Respiratory depression allows for a buildup of CO2, a vasodilator.

A

ANS: D

If respiratory depression occurs, the respiratory rate may decrease, causing hypoventilation. This allows CO2 to build up, causing cerebral vasodilation and increasing intracranial pressure.

237
Q

A client receives hydromorphone (Dilaudid) following an operative procedure. The nurse assesses the client’s urine output in order to monitor for which side effect of this medication?

a.

Urinary tract infections

b.

Incontinence

c.

Urinary retention

d.

Renal failure

A

ANS: C

A common side effect of opioid agents is urinary retention.

238
Q

An adult client has just received morphine sulfate for severe pain. What would indicate that the pain medication was effective?

a.

Client lies very still in bed

b.

Reduction of the respiratory rate to 8 breaths per minute

c.

Facial grimacing and verbalization of relief of pain

d.

Lowering of tachycardia to within normal limits

A

ANS: D

A lowering of the heart rate to within normal limits indicates relief of pain.

239
Q

The client is prescribed Imitrex for migraine headaches. She is nauseated and cannot take the medication by mouth.
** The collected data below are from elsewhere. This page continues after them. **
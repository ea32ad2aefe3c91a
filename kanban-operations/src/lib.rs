//! # Kanban Operations
//!
//! This crate provides the `Operation` trait for defining board commands.
//! Commands are structs where the fields ARE the parameters - no duplication.
//!
//! ## Example
//!
//! ```ignore
//! use kanban_operations::*;
//!
//! #[operation(verb = "add", noun = "task", description = "Append a task to a column")]
//! #[derive(Debug, Deserialize)]
//! pub struct AddTask {
//!     /// The board to edit
//!     pub board_id: BoardId,
//!     /// Target column position
//!     pub column: usize,
//! }
//!
//! #[async_trait]
//! impl Execute<BoardContext, KanbanError> for AddTask {
//!     async fn execute(&self, ctx: &BoardContext) -> Result<Value, KanbanError> {
//!         // load, mutate, save
//!     }
//! }
//! ```

mod operation;
mod processor;

pub use operation::{Execute, Operation};
pub use processor::OperationProcessor;

// Re-export proc macro
pub use kanban_operations_macros::operation;

// Re-export for use in implementations
pub use async_trait::async_trait;
pub use serde_json::Value;
//! Board-level types: Board, Column, BoardFields
//!
//! A board document embeds its whole tree. Columns, tasks and checklist
//! items carry no identifiers of their own; they are addressed by their
//! zero-based position in the parent's list. All positional lookups and
//! splices live here so commands stay load-mutate-save.

use super::ids::BoardId;
use super::task::{ChecklistItem, Task};
use crate::error::{KanbanError, Result};
use serde::{Deserialize, Serialize};

/// The kanban board document
#[derive(Debug, Clone, PartialEq, Eq, Serialize, Deserialize)]
#[serde(rename_all = "camelCase")]
pub struct Board {
    #[serde(alias = "_id")]
    pub id: BoardId,
    pub name: String,
    #[serde(default)]
    pub is_active: bool,
    #[serde(default)]
    pub columns: Vec<Column>,
}

/// A column is an ordered list of tasks
#[derive(Debug, Clone, PartialEq, Eq, Serialize, Deserialize)]
pub struct Column {
    pub name: String,
    #[serde(default)]
    pub tasks: Vec<Task>,
}

impl Column {
    /// Create an empty column
    pub fn new(name: impl Into<String>) -> Self {
        Self {
            name: name.into(),
            tasks: Vec::new(),
        }
    }

    /// Append a task
    pub fn with_task(mut self, task: Task) -> Self {
        self.tasks.push(task);
        self
    }
}

/// The client-editable part of a board: everything but the id
#[derive(Debug, Clone, PartialEq, Eq, Serialize, Deserialize)]
#[serde(rename_all = "camelCase")]
pub struct BoardFields {
    pub name: String,
    #[serde(default)]
    pub is_active: bool,
    #[serde(default)]
    pub columns: Vec<Column>,
}

impl BoardFields {
    /// Create fields for an inactive board with no columns
    pub fn new(name: impl Into<String>) -> Self {
        Self {
            name: name.into(),
            is_active: false,
            columns: Vec::new(),
        }
    }

    pub fn active(mut self, is_active: bool) -> Self {
        self.is_active = is_active;
        self
    }

    pub fn with_column(mut self, column: Column) -> Self {
        self.columns.push(column);
        self
    }
}

impl Board {
    /// Create a board with a freshly generated id
    pub fn new(fields: BoardFields) -> Self {
        Self::with_id(BoardId::new(), fields)
    }

    /// Create a board with a known id
    pub fn with_id(id: BoardId, fields: BoardFields) -> Self {
        Self {
            id,
            name: fields.name,
            is_active: fields.is_active,
            columns: fields.columns,
        }
    }

    /// Overwrite name, active flag and columns, keeping the id
    pub fn replace_fields(&mut self, fields: BoardFields) {
        self.name = fields.name;
        self.is_active = fields.is_active;
        self.columns = fields.columns;
    }

    /// The editable part of this board
    pub fn fields(&self) -> BoardFields {
        BoardFields {
            name: self.name.clone(),
            is_active: self.is_active,
            columns: self.columns.clone(),
        }
    }

    /// Reject documents that decoded but are not storable
    pub fn validate(&self) -> Result<()> {
        if self.name.trim().is_empty() {
            return Err(KanbanError::missing_field("name"));
        }
        Ok(())
    }

    // =========================================================================
    // Positional lookups
    // =========================================================================

    /// Column at `index`
    pub fn column(&self, index: usize) -> Result<&Column> {
        self.columns
            .get(index)
            .ok_or(KanbanError::ColumnNotFound { index })
    }

    /// Mutable column at `index`
    pub fn column_mut(&mut self, index: usize) -> Result<&mut Column> {
        self.columns
            .get_mut(index)
            .ok_or(KanbanError::ColumnNotFound { index })
    }

    /// Task at `(column, index)`
    pub fn task(&self, column: usize, index: usize) -> Result<&Task> {
        self.column(column)?
            .tasks
            .get(index)
            .ok_or(KanbanError::TaskNotFound { column, index })
    }

    /// Mutable task at `(column, index)`
    pub fn task_mut(&mut self, column: usize, index: usize) -> Result<&mut Task> {
        self.column_mut(column)?
            .tasks
            .get_mut(index)
            .ok_or(KanbanError::TaskNotFound { column, index })
    }

    /// Mutable checklist item at `(column, task, index)`
    pub fn checklist_item_mut(
        &mut self,
        column: usize,
        task: usize,
        index: usize,
    ) -> Result<&mut ChecklistItem> {
        self.task_mut(column, task)?
            .checklists
            .get_mut(index)
            .ok_or(KanbanError::ChecklistItemNotFound {
                column,
                task,
                index,
            })
    }

    // =========================================================================
    // Positional mutations
    // =========================================================================

    /// Append a task to a column, returning its new index
    pub fn push_task(&mut self, column: usize, task: Task) -> Result<usize> {
        let tasks = &mut self.column_mut(column)?.tasks;
        tasks.push(task);
        Ok(tasks.len() - 1)
    }

    /// Remove and return the task at `(column, index)`
    pub fn remove_task(&mut self, column: usize, index: usize) -> Result<Task> {
        let tasks = &mut self.column_mut(column)?.tasks;
        if index >= tasks.len() {
            return Err(KanbanError::TaskNotFound { column, index });
        }
        Ok(tasks.remove(index))
    }

    /// Take the task at `(from, index)` out of its column, let `update` edit
    /// it, then put it back.
    ///
    /// When `to == from` the task returns to the same index; otherwise it is
    /// appended to column `to`. Every address is checked before anything is
    /// spliced, so on error the board is unchanged. Returns the task's new
    /// `(column, index)`.
    pub fn relocate_task<F>(
        &mut self,
        from: usize,
        index: usize,
        to: usize,
        update: F,
    ) -> Result<(usize, usize)>
    where
        F: FnOnce(&mut Task),
    {
        self.task(from, index)?;
        self.column(to)?;

        let mut task = self.columns[from].tasks.remove(index);
        update(&mut task);

        if from == to {
            self.columns[from].tasks.insert(index, task);
            Ok((from, index))
        } else {
            let tasks = &mut self.columns[to].tasks;
            tasks.push(task);
            Ok((to, tasks.len() - 1))
        }
    }

    /// Total number of tasks across all columns
    pub fn task_count(&self) -> usize {
        self.columns.iter().map(|c| c.tasks.len()).sum()
    }
}
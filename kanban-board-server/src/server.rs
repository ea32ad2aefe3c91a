use crate::config::{ServerConfig, StorageKind};
use crate::routes::{router, AppState};
use axum::Router;
use kanban_board::BoardContext;
use tokio::net::TcpListener;
use tower_http::cors::CorsLayer;
use tower_http::trace::TraceLayer;
use tracing_subscriber::EnvFilter;

/// Install the global tracing subscriber.
///
/// `RUST_LOG` wins when set; otherwise the configured level is used.
/// Calling this twice is harmless.
pub fn init_tracing(default_filter: &str) {
    let filter =
        EnvFilter::try_from_default_env().unwrap_or_else(|_| EnvFilter::new(default_filter));

    let _ = tracing_subscriber::fmt()
        .with_env_filter(filter)
        .with_target(false)
        .try_init();
}

/// Open the board store the configuration asks for
pub async fn open_context(config: &ServerConfig) -> kanban_board::Result<BoardContext> {
    match config.storage {
        StorageKind::File => {
            tracing::info!(data_dir = %config.data_dir.display(), "opening file board store");
            BoardContext::open_dir(&config.data_dir).await
        }
        StorageKind::Memory => {
            tracing::info!("using in-memory board store");
            Ok(BoardContext::in_memory())
        }
    }
}

/// The complete application: routes plus request tracing and permissive CORS
pub fn app(ctx: BoardContext) -> Router {
    router(AppState::new(ctx))
        .layer(TraceLayer::new_for_http())
        .layer(CorsLayer::permissive())
}

/// Bind, serve until ctrl-c, then release the store.
pub async fn serve(config: &ServerConfig, ctx: BoardContext) -> anyhow::Result<()> {
    let socket_addr = config.socket_addr()?;
    let listener = TcpListener::bind(socket_addr).await?;
    tracing::info!("kanban board server listening on http://{}", listener.local_addr()?);

    axum::serve(listener, app(ctx.clone()))
        .with_graceful_shutdown(shutdown_signal())
        .await?;

    tracing::info!("server stopped, closing board store");
    ctx.close().await?;
    Ok(())
}

async fn shutdown_signal() {
    if let Err(e) = tokio::signal::ctrl_c().await {
        tracing::error!("failed to listen for shutdown signal: {}", e);
        std::future::pending::<()>().await;
    }
    tracing::info!("shutdown signal received");
}
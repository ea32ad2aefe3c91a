//! HTTP/JSON front end for the kanban board engine
//!
//! Exposes the board, task and checklist commands under `/boards`, with a
//! `/health` probe. Errors are returned as `{"message": ...}` with 404 for
//! addressing failures and 500 for everything else.

pub mod config;
pub mod error;
pub mod routes;
pub mod server;

pub use config::{ConfigOverrides, ServerConfig, StorageKind};
pub use error::ApiError;
pub use routes::{router, AppState};
pub use server::{app, init_tracing, open_context, serve};
//! DeleteBoard command

use crate::context::BoardContext;
use crate::error::{KanbanError, Result};
use crate::types::BoardId;
use kanban_operations::{async_trait, operation, Execute};
use serde::Deserialize;
use serde_json::{json, Value};

/// Confirmation message returned after a delete
pub const BOARD_DELETED: &str = "Board deleted successfully.";

/// Delete a board and everything it contains
#[operation(verb = "delete", noun = "board", description = "Delete a board")]
#[derive(Debug, Deserialize)]
pub struct DeleteBoard {
    /// The board ID to delete
    pub id: BoardId,
}

impl DeleteBoard {
    pub fn new(id: impl Into<BoardId>) -> Self {
        Self { id: id.into() }
    }
}

#[async_trait]
impl Execute<BoardContext, KanbanError> for DeleteBoard {
    async fn execute(&self, ctx: &BoardContext) -> Result<Value> {
        ctx.delete_board(&self.id).await?;
        Ok(json!({ "message": BOARD_DELETED }))
    }
}
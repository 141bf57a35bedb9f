use crate::crypto::errors::DesError;

pub trait CipherAlgorithm {
    fn encrypt(&self, message: &[u8]) -> Result<Vec<u8>, DesError>;
    fn decrypt(&self, message: &[u8]) -> Result<Vec<u8>, DesError>;
    fn block_size(&self) -> usize;
}

pub trait SymmetricCipher: CipherAlgorithm {
    fn set_key(&mut self, key: &[u8]) -> Result<(), DesError>;
}
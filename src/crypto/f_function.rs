// src/crypto/f_function.rs

use crate::crypto::permutation::{E, P};
use crate::crypto::sboxes::substitute;

/// The DES round function applied to the right half-block.
///
/// Expands 32 bits to 48, mixes in the subkey, substitutes each 6-bit
/// group through its S-box, and permutes the 32-bit result.
pub fn round_function(right: u32, subkey: u64) -> u32 {
    let expanded = E.permute(u64::from(right));
    let mixed = expanded ^ subkey;

    let mut substituted = 0u32;
    for box_index in 0..8 {
        let group = ((mixed >> (42 - 6 * box_index)) & 0x3F) as u8;
        substituted = (substituted << 4) | u32::from(substitute(box_index, group));
    }

    P.permute(u64::from(substituted)) as u32
}
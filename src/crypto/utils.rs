/// Parse a hex string into bytes.
///
/// Spaces are ignored, upper and lower case both work, an odd number of
/// digits is zero-padded on the right, and anything that is not a hex
/// digit reads as zero.
pub fn parse_hex(text: &str) -> Vec<u8> {
    let mut nibbles: Vec<u8> = text
        .bytes()
        .filter(|&b| b != b' ')
        .map(nibble)
        .collect();

    if nibbles.len() % 2 == 1 {
        nibbles.push(0);
    }

    nibbles
        .chunks_exact(2)
        .map(|pair| (pair[0] << 4) | pair[1])
        .collect()
}

fn nibble(digit: u8) -> u8 {
    match digit {
        b'0'..=b'9' => digit - b'0',
        b'a'..=b'f' => digit - b'a' + 10,
        b'A'..=b'F' => digit - b'A' + 10,
        _ => 0,
    }
}
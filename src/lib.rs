pub mod crypto;

pub use crypto::challenge::*;
pub use crypto::cipher_traits::*;
pub use crypto::des::*;
pub use crypto::errors::*;
pub use crypto::trace::*;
The nurse anticipates that the client will receive the medication via:

a.

subcutaneous injection.

b.

intramuscular injection.

c.

intravenous infusion.

d.

sublingual route.

A

ANS: A

Imitrex can be administered by mouth, by subcutaneous injection, or by intranasal route.

240
Q

The client receiving Imitrex complains of dizziness. The nurse’s highest priority intervention is to recognize that this is a(n) ________ and notify the physician.

a.

adverse reaction to the medication

b.

food-drug interaction

c.

side effect of the medication

d.

life-threatening reaction to the drug

A

ANS: C

Dizziness is a side effect of treatment with Imitrex but is not life threatening.

241
Q

The client is ordered Nubain intravenously for treatment of severe pain. The client anxiously asks when she can expect to have relief from the pain. The nurse anticipates that the client will have relief within _____ minutes.

a.

2 to 3

b.

5 to 6

c.

10 to 11

d.

15 to 16

A

ANS: A

Intravenous administration of Nubain should result in relief from pain within 2 to 3 minutes.

242
Q

The client is taking acetaminophen on a regular basis as well as oral contraceptives. The nurse tells the client that this drug interaction will result in a(n) _____ in the effectiveness of the _____.

a.

decrease; oral contraceptives

b.

increase; oral contraceptives

c.

decrease; acetaminophen

d.

increase; acetaminophen

A

ANS: C

When acetaminophen is combined with oral contraceptives, the result is a decrease in the effectiveness of the acetaminophen.

243
Q

A nurse has administered 8.0 mg morphine sulfate to an adult client in severe pain. What would the nurse evaluate as positive outcomes of this intervention? (Select all that apply.)

a.

Respiratory rate of 6 breaths/min

b.

Heart rate of 80 beats/minute

c.

Blood pressure 180/110 mm Hg

d.

Restlessness

e.

Absence of facial grimacing

f.

Verbalization of pain relief

g.

Ability to take deep breaths

A

ANS: B, E, F, G

These indicate relief of pain and represent normal vital and objective signs.